Comment December 2006

Coalition of the Waiting

The U.S.-European alliance is not on its last legs— and when Bush goes, it could emerge stronger than ever

Over coffee not long ago, a European diplomat, then completing his five-year tour in Washington, reflected on anti-Americanism. No, he said, it is nothing new. The European left, in particular, has indulged in it for years. But today? Today, he sighed, is different. Since the Iraq War, mistrust of America has penetrated further into the mainstream. It has found lodging with the man in the street.

Polls bear him out. “Ameri­ca’s glo­bal image has again slipped,” began the summary of a fifteen-nation survey by the Pew Global Attitudes Project, in June. September brought more of the same, this time from the German Marshall Fund of the United States, whose Transatlantic Trends poll surveyed the United States and twelve European countries. The proportion of Europeans “who view U.S. leadership in world affairs as desirable has reversed since 2002,” reported the survey, “from 64 percent positive to 37 percent this year, and from 31 percent negative to 57 percent.” What about Europe’s views of President Bush? Don’t ask. Well, all right: for the morbidly curious, his approval rating in Europe is a bottom-scraping 18 percent.

Yet here is something odd. Such overwhelmingly anti-U.S. sentiment, one might think, should translate into anti-U.S. politics. But it has not. A new generation of European leaders is moving into position, and it is surprisingly pro-American. Angela Merkel, the chancellor of Germany, has gone out of her way to restore transatlantic ties and to call for a strong United States–Europe partnership. From an American point of view, she is a big improvement over her predecessor, Gerhard Schröder.

Tony Blair, the exiting British prime minister, is as solidly pro-American as they come, to the point of being ridiculed as an American lackey. Gordon Brown, Blair’s longtime heir apparent, was under pressure to distinguish himself from “Bush’s poodle” as he pitched his leadership to the Labour Party in September. Yet he pointedly staked Labour’s renewal “on that essential truth—the need for global cooperation in the fight against terrorism, never anti-Americanism.” The glamorously next-gen leader of the British Conservative Party, David Cameron, gave a big foreign-policy speech declaring anti-Americanism “an intellectual and moral surrender,” and pronouncing himself and his party “instinctive friends of America and passionate supporters of the Atlantic alliance.”

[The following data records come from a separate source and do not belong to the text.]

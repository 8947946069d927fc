//! Error taxonomy for the relay.
//!
//! Library modules return [`RelayError`]; the binary wraps these in
//! `anyhow` at its edges. Two conditions are deliberately *not* errors:
//! a malformed ACL entry (silently skipped during parsing) and a
//! remove-by-sourcefile lookup that matches zero or several ledger rows
//! (reported as [`crate::ledger::RemoveOutcome::NotFoundOrAmbiguous`]).

use thiserror::Error;

/// Result type alias for relay operations.
pub type Result<T> = std::result::Result<T, RelayError>;

#[derive(Error, Debug)]
pub enum RelayError {
    /// A blob URL does not match the configured account/container prefix.
    /// Fatal for that single item, never retried.
    #[error("invalid blob reference: '{url}' does not start with '{expected_prefix}'")]
    InvalidReference { url: String, expected_prefix: String },

    /// A download or storage listing failed.
    #[error("retrieval failed for '{name}': {reason}")]
    Retrieval { name: String, reason: String },

    /// A queue message body could not be base64-decoded or JSON-parsed.
    #[error("failed to decode queue message: {0}")]
    Decode(String),

    /// The external indexing routine reported a failure.
    #[error("indexing routine failed: {0}")]
    Processing(String),

    /// A work or dead-letter queue operation failed.
    #[error("queue operation failed: {0}")]
    Queue(String),

    /// An operation needed a storage source that is absent from the config.
    #[error("storage source '{0}' is not configured")]
    SourceNotConfigured(&'static str),

    /// One or more messages in a consumer cycle failed terminally. Raised
    /// after the batch is fully drained; every failed message has already
    /// been dead-lettered and deleted from the work queue.
    #[error("{failed} of {total} messages in the cycle failed")]
    CycleFailed { failed: usize, total: usize },

    #[error("ledger error: {0}")]
    Ledger(#[from] sqlx::Error),

    #[error("serialization error: {0}")]
    Serialization(#[from] serde_json::Error),

    #[error("I/O error: {0}")]
    Io(#[from] std::io::Error),
}
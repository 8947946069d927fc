//! Single-blob storage source.
//!
//! Resolves one blob URL against the configured `{account, container}` pair,
//! downloads the blob into the scratch directory, and yields exactly one
//! [`FileHandle`] with `is_remote = true`.
//!
//! # Reference validation
//!
//! The blob key is obtained by stripping the configured prefix
//! `https://{account}.blob.core.windows.net/{container}/` from the URL. A
//! URL that does not start with that prefix fails with
//! [`RelayError::InvalidReference`] — the event refers to a container this
//! relay does not own, so it is fatal for that item and never retried.
//!
//! # Failure behavior
//!
//! Unlike the data-lake source, any download failure here aborts and
//! propagates: the caller asked for one specific file, so there is nothing
//! to skip past. A partially written scratch file is removed before the
//! error surfaces.
//!
//! # Configuration
//!
//! ```toml
//! [storage.blob]
//! account = "acmedocs"
//! container = "content"
//! # sas_token = "sv=2024-..."              # appended to download requests
//! # endpoint_url = "http://localhost:10000/acmedocs"   # Azurite
//! ```

use async_trait::async_trait;
use std::path::PathBuf;
use tracing::info;

use crate::config::BlobStorageConfig;
use crate::error::{RelayError, Result};
use crate::models::{FileAcl, FileHandle};
use crate::source::FileSource;

pub struct BlobSource {
    blob_url: String,
    config: BlobStorageConfig,
    scratch_dir: PathBuf,
    client: reqwest::Client,
}

impl BlobSource {
    pub fn new(blob_url: String, config: BlobStorageConfig, scratch_dir: PathBuf) -> Self {
        Self {
            blob_url,
            config,
            scratch_dir,
            client: reqwest::Client::new(),
        }
    }

    /// The URL prefix every resolvable blob must carry.
    pub fn container_prefix(config: &BlobStorageConfig) -> String {
        format!("{}/{}/", endpoint(config), config.container)
    }

    /// Extract the blob key by prefix-stripping the configured
    /// account/container prefix from the URL.
    pub fn extract_blob_key(blob_url: &str, config: &BlobStorageConfig) -> Result<String> {
        let prefix = Self::container_prefix(config);
        match blob_url.strip_prefix(&prefix) {
            Some(key) if !key.is_empty() => Ok(key.to_string()),
            _ => Err(RelayError::InvalidReference {
                url: blob_url.to_string(),
                expected_prefix: prefix,
            }),
        }
    }

    async fn download_to(&self, key: &str, dest: &std::path::Path) -> Result<()> {
        let mut url = format!("{}/{}/{}", endpoint(&self.config), self.config.container, key);
        if let Some(ref sas) = self.config.sas_token {
            url = format!("{}?{}", url, sas);
        }

        let resp = self
            .client
            .get(&url)
            .send()
            .await
            .map_err(|e| retrieval(key, e.to_string()))?;

        if !resp.status().is_success() {
            return Err(retrieval(key, format!("HTTP {}", resp.status())));
        }

        let bytes = resp
            .bytes()
            .await
            .map_err(|e| retrieval(key, e.to_string()))?;
        std::fs::write(dest, &bytes).map_err(|e| retrieval(key, e.to_string()))?;
        Ok(())
    }
}

#[async_trait]
impl FileSource for BlobSource {
    async fn list_paths(&self) -> Result<Vec<String>> {
        Ok(vec![Self::extract_blob_key(&self.blob_url, &self.config)?])
    }

    async fn list(&self) -> Result<Vec<FileHandle>> {
        let key = Self::extract_blob_key(&self.blob_url, &self.config)?;

        let dest = self.scratch_dir.join(&key);
        if let Some(parent) = dest.parent() {
            std::fs::create_dir_all(parent)?;
        }

        info!(blob = %key, dest = %dest.display(), "Downloading blob");
        if let Err(e) = self.download_to(&key, &dest).await {
            // No silent skip: clean up the partial scratch file and propagate.
            if dest.exists() {
                if let Err(cleanup) = std::fs::remove_file(&dest) {
                    tracing::warn!(path = %dest.display(), error = %cleanup, "Failed to delete partial download");
                }
            }
            return Err(e);
        }

        Ok(vec![FileHandle {
            name: key,
            path: dest,
            source_url: Some(self.blob_url.clone()),
            is_remote: true,
            acl: FileAcl::default(),
        }])
    }
}

fn endpoint(config: &BlobStorageConfig) -> String {
    match config.endpoint_url {
        Some(ref url) => url.trim_end_matches('/').to_string(),
        None => format!("https://{}.blob.core.windows.net", config.account),
    }
}

fn retrieval(name: &str, reason: String) -> RelayError {
    RelayError::Retrieval {
        name: name.to_string(),
        reason,
    }
}

#[cfg(test)]
mod tests {
    use super::*;

    fn config() -> BlobStorageConfig {
        BlobStorageConfig {
            account: "acct".to_string(),
            container: "content".to_string(),
            sas_token: None,
            endpoint_url: None,
        }
    }

    #[test]
    fn extracts_key_from_matching_url() {
        let key = BlobSource::extract_blob_key(
            "https://acct.blob.core.windows.net/content/docs/report.pdf",
            &config(),
        )
        .unwrap();
        assert_eq!(key, "docs/report.pdf");
    }

    #[test]
    fn prefix_round_trip() {
        let cfg = config();
        let prefix = BlobSource::container_prefix(&cfg);
        for key in ["a.pdf", "nested/deep/file.txt"] {
            let url = format!("{}{}", prefix, key);
            assert_eq!(BlobSource::extract_blob_key(&url, &cfg).unwrap(), key);
        }
    }

    #[test]
    fn wrong_container_is_invalid_reference() {
        let err = BlobSource::extract_blob_key(
            "https://acct.blob.core.windows.net/other/report.pdf",
            &config(),
        )
        .unwrap_err();
        assert!(matches!(err, RelayError::InvalidReference { .. }));
    }

    #[test]
    fn wrong_account_is_invalid_reference() {
        let err = BlobSource::extract_blob_key(
            "https://intruder.blob.core.windows.net/content/report.pdf",
            &config(),
        )
        .unwrap_err();
        assert!(matches!(err, RelayError::InvalidReference { .. }));
    }

    #[test]
    fn bare_prefix_is_invalid_reference() {
        let err = BlobSource::extract_blob_key(
            "https://acct.blob.core.windows.net/content/",
            &config(),
        )
        .unwrap_err();
        assert!(matches!(err, RelayError::InvalidReference { .. }));
    }

    #[test]
    fn endpoint_override_changes_prefix() {
        let cfg = BlobStorageConfig {
            endpoint_url: Some("http://localhost:10000/acct".to_string()),
            ..config()
        };
        assert_eq!(
            BlobSource::container_prefix(&cfg),
            "http://localhost:10000/acct/content/"
        );
    }
}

No European leader has been a sharper thorn in the Bush administration’s side than France’s president, Jacques Chirac, and no country’s chattering class has spoken as openly of making Europe a counterbalance to American influence. Yet Nicolas Sarkozy, Chirac’s interior minister and the man whom many consider most likely to succeed him, chose, as The Washington Post put it, to “kick off the campaign season in France by making a U.S. tour,” and by delivering, in Washington, an “unabashedly pro-American speech.” He called America “Europe’s obvious and natural partner,” described the transatlantic bond as “unique and irreplaceable,” and in case anyone missed the point, added, “My dedication to our relationship with America is well-known and has earned me substantial criticism in France.” Not enough criticism, apparently, to make him sing an anti-American tune.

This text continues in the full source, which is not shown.